- **Aim of the exercise**: When the line with "filename src/query/mod.rs" appears below, start repeating lines exactly, and keep going through the line with "for path in"; add nothing outside that span.

- **The records**:
──────

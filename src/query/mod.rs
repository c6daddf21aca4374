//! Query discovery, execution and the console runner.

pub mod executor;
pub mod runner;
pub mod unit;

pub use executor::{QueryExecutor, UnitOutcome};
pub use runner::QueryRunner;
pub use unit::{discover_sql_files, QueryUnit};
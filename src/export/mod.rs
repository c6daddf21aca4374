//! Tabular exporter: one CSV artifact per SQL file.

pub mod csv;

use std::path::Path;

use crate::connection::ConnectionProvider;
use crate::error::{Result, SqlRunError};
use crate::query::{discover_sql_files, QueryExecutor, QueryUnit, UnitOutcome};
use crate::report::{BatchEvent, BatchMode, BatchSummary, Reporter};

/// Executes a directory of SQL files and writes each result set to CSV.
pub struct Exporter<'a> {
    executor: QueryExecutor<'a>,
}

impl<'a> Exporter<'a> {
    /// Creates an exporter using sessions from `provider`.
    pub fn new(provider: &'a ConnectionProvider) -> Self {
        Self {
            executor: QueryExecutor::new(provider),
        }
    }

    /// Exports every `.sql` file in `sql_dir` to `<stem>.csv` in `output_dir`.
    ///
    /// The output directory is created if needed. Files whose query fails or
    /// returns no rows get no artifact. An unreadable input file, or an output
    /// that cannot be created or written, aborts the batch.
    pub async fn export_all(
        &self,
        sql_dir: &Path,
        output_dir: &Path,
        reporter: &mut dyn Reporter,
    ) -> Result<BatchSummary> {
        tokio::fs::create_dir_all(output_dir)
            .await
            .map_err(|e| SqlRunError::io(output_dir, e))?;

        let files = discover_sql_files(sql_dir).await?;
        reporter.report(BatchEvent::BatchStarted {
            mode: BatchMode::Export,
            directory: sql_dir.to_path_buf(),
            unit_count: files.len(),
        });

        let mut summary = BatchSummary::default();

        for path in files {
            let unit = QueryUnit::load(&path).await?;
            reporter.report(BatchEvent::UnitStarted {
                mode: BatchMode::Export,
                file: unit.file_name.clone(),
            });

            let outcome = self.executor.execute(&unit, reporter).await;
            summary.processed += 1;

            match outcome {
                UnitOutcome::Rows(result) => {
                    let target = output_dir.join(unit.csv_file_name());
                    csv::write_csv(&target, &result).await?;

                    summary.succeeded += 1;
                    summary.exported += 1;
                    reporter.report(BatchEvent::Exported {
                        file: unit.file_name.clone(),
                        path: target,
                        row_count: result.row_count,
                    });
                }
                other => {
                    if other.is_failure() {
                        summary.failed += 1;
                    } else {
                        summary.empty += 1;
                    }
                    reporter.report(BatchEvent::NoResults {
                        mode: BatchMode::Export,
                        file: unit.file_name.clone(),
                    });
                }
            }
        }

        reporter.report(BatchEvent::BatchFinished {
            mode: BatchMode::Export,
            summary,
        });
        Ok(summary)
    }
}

──────

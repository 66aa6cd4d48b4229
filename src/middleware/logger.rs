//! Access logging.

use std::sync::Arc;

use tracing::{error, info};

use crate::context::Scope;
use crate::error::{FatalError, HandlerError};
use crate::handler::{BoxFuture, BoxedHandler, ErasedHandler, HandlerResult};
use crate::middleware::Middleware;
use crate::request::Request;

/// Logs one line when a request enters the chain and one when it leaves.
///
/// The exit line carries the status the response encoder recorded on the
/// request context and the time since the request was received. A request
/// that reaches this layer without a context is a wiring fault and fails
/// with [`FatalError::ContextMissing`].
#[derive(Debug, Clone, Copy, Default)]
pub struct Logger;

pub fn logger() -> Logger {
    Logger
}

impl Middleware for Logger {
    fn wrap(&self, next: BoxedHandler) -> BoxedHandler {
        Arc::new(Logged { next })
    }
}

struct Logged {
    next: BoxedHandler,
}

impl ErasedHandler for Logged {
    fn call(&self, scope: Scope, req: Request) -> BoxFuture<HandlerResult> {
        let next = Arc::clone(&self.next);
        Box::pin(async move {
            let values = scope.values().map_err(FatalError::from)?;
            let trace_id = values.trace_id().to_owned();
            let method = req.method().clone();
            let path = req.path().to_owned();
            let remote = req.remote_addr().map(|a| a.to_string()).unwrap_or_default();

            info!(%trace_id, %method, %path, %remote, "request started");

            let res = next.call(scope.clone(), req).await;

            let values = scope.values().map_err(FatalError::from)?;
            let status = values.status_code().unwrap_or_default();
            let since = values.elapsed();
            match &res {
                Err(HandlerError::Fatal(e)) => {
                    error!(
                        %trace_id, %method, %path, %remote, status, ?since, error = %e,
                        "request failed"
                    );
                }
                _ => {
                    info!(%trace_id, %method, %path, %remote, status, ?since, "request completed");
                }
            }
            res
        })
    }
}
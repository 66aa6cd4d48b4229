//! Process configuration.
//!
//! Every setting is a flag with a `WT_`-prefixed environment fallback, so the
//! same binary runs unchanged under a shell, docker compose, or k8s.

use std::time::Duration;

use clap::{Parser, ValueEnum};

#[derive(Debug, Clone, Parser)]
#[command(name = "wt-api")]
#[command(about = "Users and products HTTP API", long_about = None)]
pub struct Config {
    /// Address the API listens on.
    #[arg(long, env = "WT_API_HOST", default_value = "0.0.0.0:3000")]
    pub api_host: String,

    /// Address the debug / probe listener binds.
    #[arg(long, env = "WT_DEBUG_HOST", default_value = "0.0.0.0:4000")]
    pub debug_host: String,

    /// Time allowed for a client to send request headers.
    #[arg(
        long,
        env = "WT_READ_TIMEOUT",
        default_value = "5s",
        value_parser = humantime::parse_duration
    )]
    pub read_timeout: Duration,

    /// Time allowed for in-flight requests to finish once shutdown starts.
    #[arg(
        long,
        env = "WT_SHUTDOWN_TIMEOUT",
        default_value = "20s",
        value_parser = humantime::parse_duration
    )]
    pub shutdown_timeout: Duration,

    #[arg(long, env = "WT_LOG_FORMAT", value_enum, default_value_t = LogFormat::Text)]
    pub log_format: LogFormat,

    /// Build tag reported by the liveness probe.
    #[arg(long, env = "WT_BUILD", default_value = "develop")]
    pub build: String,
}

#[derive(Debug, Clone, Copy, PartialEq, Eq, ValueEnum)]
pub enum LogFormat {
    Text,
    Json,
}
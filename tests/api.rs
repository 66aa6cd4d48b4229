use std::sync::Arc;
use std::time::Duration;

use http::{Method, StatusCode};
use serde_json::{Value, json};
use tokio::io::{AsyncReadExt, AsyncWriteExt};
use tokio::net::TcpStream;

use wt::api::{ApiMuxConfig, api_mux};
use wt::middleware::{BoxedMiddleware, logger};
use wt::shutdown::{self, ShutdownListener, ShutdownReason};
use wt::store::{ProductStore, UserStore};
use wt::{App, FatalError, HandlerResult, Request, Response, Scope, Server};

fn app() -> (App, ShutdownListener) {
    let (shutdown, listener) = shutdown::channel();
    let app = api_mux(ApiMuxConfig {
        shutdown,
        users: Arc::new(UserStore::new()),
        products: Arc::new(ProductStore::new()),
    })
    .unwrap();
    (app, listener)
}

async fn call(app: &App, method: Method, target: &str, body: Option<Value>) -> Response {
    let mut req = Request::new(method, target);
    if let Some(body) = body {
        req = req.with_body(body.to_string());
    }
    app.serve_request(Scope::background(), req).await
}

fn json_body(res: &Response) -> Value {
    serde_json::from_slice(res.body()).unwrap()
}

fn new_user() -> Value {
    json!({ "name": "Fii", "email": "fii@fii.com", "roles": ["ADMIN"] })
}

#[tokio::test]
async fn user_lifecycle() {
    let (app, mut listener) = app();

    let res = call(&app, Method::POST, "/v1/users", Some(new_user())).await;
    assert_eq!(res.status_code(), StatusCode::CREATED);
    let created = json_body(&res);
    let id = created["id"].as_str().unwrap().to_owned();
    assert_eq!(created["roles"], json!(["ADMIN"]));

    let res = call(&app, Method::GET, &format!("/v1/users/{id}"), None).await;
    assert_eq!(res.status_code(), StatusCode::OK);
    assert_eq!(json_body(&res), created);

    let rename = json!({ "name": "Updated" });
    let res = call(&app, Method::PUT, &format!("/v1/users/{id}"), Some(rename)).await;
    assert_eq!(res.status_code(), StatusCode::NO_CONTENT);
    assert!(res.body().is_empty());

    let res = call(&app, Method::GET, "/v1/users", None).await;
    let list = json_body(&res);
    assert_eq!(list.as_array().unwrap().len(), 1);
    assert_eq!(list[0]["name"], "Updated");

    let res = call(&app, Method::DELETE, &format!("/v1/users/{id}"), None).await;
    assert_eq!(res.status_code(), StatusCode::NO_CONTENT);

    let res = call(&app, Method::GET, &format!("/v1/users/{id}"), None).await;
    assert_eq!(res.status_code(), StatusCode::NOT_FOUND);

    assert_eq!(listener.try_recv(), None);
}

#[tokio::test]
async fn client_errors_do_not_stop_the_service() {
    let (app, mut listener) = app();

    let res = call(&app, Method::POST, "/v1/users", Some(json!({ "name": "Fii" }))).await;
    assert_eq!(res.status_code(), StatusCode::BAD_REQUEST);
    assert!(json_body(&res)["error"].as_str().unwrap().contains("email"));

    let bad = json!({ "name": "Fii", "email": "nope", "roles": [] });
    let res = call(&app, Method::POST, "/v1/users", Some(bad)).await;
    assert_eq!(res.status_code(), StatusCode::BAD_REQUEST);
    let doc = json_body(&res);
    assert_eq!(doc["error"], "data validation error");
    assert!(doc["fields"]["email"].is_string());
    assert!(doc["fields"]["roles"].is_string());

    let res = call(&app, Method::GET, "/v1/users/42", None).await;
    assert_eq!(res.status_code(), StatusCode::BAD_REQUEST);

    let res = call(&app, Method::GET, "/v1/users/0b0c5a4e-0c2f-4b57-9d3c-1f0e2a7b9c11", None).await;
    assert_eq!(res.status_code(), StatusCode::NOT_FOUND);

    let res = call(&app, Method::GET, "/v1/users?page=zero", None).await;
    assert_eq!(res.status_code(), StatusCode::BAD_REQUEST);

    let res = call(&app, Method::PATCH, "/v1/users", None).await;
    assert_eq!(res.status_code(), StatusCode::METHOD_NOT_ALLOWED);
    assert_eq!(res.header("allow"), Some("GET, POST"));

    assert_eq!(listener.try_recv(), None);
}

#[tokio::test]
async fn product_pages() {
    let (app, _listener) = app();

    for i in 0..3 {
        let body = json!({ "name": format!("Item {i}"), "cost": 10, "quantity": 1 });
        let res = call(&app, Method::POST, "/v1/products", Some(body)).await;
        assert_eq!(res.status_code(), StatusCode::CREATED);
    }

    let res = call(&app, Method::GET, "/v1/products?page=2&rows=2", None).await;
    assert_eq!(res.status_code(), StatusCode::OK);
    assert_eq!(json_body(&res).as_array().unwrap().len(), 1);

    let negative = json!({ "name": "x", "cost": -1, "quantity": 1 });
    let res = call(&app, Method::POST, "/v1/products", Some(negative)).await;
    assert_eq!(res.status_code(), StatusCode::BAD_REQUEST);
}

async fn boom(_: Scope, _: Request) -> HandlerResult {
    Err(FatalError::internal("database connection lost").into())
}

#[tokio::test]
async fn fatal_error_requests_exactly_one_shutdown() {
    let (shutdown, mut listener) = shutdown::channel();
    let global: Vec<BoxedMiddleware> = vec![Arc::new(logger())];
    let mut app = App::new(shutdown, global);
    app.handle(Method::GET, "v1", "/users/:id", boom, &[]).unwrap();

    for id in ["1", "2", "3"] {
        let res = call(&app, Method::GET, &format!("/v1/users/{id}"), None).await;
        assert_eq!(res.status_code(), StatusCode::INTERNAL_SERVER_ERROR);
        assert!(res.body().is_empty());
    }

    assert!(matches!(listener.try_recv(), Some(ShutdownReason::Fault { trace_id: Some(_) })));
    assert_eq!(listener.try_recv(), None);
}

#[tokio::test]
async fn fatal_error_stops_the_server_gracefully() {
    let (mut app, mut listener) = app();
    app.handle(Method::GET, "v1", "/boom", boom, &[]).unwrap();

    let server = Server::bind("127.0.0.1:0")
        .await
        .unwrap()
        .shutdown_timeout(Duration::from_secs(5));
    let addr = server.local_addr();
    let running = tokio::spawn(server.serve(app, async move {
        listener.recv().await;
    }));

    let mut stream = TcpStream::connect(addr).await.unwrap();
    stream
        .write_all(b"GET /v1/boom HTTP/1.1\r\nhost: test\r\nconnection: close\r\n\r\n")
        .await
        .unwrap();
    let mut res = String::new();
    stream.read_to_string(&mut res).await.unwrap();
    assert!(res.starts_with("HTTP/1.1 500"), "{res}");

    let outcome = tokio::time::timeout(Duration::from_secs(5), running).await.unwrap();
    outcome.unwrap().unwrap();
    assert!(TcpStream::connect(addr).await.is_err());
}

──────

- **Task response**:
filename src/query/mod.rs
repository c6daddf21aca4374
//! Query discovery, execution and the console runner.

pub mod executor;
pub mod runner;
pub mod unit;

pub use executor::{QueryExecutor, UnitOutcome};
pub use runner::QueryRunner;
pub use unit::{discover_sql_files, QueryUnit};
filename src/export/mod.rs
repository c6daddf21aca4374
//! Tabular exporter: one CSV artifact per SQL file.

pub mod csv;

use std::path::Path;

use crate::connection::ConnectionProvider;
use crate::error::{Result, SqlRunError};
use crate::query::{discover_sql_files, QueryExecutor, QueryUnit, UnitOutcome};
use crate::report::{BatchEvent, BatchMode, BatchSummary, Reporter};

/// Executes a directory of SQL files and writes each result set to CSV.
pub struct Exporter<'a> {
    executor: QueryExecutor<'a>,
}

impl<'a> Exporter<'a> {
    /// Creates an exporter using sessions from `provider`.
    pub fn new(provider: &'a ConnectionProvider) -> Self {
        Self {
            executor: QueryExecutor::new(provider),
        }
    }

    /// Exports every `.sql` file in `sql_dir` to `<stem>.csv` in `output_dir`.
    ///
    /// The output directory is created if needed. Files whose query fails or
    /// returns no rows get no artifact. An unreadable input file, or an output
    /// that cannot be created or written, aborts the batch.
    pub async fn export_all(
        &self,
        sql_dir: &Path,
        output_dir: &Path,
        reporter: &mut dyn Reporter,
    ) -> Result<BatchSummary> {
        tokio::fs::create_dir_all(output_dir)
            .await
            .map_err(|e| SqlRunError::io(output_dir, e))?;

        let files = discover_sql_files(sql_dir).await?;
        reporter.report(BatchEvent::BatchStarted {
            mode: BatchMode::Export,
            directory: sql_dir.to_path_buf(),
            unit_count: files.len(),
        });

        let mut summary = BatchSummary::default();

        for path in files {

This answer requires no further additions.